**GIVEN DATA:**

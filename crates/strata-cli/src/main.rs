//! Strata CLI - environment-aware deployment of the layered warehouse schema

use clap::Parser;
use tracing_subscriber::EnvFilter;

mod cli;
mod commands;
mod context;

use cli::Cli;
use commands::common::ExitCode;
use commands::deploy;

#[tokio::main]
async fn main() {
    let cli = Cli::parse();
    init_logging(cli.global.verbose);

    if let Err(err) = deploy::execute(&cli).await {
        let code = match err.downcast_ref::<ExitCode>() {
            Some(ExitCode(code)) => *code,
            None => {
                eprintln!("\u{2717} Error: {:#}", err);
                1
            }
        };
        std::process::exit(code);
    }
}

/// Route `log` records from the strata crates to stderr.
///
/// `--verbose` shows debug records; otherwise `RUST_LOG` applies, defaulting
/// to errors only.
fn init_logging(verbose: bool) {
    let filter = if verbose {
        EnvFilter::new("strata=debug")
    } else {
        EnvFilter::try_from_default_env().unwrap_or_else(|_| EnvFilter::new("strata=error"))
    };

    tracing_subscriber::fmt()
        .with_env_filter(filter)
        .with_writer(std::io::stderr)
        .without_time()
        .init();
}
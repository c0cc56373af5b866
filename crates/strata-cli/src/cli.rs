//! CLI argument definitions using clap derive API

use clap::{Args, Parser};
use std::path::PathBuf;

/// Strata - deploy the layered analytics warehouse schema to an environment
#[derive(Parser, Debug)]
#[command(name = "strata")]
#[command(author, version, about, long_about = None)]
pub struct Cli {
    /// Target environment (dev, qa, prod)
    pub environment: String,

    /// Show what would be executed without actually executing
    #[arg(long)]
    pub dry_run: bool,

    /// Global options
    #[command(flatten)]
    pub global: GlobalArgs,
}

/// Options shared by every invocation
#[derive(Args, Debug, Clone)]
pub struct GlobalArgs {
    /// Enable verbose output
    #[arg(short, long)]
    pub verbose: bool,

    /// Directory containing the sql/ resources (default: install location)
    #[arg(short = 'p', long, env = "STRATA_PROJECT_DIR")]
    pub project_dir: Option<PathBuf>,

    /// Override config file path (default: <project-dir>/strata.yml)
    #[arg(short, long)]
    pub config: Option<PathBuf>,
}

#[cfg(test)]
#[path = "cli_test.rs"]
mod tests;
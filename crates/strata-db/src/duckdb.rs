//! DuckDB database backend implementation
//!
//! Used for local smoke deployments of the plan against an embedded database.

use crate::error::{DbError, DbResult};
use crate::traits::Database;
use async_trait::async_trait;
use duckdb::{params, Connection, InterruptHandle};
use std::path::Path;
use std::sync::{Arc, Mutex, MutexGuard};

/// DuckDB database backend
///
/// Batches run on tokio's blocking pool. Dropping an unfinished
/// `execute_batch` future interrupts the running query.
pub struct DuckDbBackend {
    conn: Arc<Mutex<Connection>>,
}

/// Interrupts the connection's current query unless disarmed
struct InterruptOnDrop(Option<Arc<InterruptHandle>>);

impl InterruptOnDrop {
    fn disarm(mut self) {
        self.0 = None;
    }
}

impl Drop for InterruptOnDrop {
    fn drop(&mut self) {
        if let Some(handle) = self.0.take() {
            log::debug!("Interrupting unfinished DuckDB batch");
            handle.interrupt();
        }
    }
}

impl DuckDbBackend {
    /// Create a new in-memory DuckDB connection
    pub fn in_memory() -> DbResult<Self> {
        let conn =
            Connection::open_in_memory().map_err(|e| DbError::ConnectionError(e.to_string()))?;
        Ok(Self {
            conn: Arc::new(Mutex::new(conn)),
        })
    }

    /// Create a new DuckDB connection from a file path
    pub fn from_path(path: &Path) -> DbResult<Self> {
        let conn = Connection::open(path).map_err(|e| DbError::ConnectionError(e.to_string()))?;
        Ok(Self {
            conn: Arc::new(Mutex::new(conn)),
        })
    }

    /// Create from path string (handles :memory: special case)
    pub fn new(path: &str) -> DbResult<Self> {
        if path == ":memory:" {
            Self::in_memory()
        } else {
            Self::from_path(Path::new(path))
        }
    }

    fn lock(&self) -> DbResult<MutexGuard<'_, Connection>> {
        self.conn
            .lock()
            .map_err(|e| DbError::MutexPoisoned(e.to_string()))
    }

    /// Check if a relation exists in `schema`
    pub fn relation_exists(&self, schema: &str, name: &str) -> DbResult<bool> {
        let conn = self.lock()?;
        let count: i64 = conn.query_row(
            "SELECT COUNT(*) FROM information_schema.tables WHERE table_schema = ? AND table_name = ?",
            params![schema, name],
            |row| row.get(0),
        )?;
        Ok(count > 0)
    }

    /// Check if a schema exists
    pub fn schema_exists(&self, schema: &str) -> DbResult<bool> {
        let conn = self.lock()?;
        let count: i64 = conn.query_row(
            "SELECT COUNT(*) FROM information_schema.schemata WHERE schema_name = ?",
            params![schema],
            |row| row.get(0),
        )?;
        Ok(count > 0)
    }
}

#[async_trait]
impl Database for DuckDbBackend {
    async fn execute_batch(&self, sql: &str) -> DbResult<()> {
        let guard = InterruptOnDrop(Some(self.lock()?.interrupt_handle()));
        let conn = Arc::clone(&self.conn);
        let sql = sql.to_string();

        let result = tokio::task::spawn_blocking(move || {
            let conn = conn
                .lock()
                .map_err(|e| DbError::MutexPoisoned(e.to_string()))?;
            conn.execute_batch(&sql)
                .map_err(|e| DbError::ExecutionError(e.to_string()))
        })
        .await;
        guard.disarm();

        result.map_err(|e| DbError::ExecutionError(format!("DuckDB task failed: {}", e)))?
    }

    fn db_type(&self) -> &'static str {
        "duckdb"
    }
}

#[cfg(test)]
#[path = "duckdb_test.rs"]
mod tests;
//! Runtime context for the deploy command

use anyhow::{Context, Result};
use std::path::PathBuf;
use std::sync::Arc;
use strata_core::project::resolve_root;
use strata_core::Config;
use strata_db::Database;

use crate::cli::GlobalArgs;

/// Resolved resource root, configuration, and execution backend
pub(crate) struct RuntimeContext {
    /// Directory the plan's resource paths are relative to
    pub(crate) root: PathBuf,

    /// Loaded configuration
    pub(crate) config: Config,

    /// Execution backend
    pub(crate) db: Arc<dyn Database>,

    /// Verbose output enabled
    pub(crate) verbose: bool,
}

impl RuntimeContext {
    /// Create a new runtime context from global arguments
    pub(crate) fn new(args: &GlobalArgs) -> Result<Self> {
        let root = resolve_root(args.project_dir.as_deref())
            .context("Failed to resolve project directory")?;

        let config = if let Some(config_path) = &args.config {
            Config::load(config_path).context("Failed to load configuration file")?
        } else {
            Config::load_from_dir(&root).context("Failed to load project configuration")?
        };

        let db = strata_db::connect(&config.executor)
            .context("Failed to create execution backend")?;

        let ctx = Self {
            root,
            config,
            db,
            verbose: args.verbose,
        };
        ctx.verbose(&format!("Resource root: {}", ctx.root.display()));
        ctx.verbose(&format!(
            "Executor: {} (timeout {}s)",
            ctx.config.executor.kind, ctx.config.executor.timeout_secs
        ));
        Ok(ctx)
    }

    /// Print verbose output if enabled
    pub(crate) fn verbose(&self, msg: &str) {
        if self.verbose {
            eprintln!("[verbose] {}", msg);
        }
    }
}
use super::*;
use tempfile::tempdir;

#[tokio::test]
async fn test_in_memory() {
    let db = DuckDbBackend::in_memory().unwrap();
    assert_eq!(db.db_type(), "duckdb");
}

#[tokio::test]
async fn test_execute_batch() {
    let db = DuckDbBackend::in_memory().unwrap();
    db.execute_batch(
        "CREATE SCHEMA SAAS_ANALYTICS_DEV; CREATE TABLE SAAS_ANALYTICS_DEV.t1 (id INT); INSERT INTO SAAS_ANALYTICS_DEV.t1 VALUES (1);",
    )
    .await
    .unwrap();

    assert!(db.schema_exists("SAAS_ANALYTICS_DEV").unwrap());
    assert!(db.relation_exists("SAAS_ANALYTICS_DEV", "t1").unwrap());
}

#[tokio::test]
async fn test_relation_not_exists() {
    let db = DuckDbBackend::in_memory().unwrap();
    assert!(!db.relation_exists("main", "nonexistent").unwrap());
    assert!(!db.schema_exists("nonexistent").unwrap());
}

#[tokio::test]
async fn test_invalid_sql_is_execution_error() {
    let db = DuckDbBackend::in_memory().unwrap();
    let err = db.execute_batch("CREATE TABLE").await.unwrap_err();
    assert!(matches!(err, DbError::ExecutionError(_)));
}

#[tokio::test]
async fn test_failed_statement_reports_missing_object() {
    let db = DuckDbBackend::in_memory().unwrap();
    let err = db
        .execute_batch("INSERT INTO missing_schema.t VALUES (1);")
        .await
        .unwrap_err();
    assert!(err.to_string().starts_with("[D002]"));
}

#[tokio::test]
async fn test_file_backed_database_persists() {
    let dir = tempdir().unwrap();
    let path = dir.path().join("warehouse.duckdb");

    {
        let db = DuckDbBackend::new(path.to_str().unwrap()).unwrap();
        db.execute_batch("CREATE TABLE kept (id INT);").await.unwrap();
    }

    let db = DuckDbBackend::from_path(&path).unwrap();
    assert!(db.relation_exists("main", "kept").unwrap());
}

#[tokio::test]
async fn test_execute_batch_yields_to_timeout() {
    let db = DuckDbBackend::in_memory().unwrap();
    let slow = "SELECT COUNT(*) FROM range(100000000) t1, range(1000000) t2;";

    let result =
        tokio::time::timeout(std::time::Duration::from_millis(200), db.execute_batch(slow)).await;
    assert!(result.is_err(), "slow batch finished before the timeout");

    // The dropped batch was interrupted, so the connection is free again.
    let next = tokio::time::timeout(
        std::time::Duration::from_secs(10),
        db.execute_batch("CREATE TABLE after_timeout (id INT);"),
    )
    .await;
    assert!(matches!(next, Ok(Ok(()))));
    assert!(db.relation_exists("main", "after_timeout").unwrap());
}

**AIM OF THE TASK:**
Show each line in the data where the string "ExecutionError" appears.

**SOLUTION TO THIS PROBLEM:**
                .map_err(|e| DbError::ExecutionError(e.to_string()))
        result.map_err(|e| DbError::ExecutionError(format!("DuckDB task failed: {}", e)))?
    assert!(matches!(err, DbError::ExecutionError(_)));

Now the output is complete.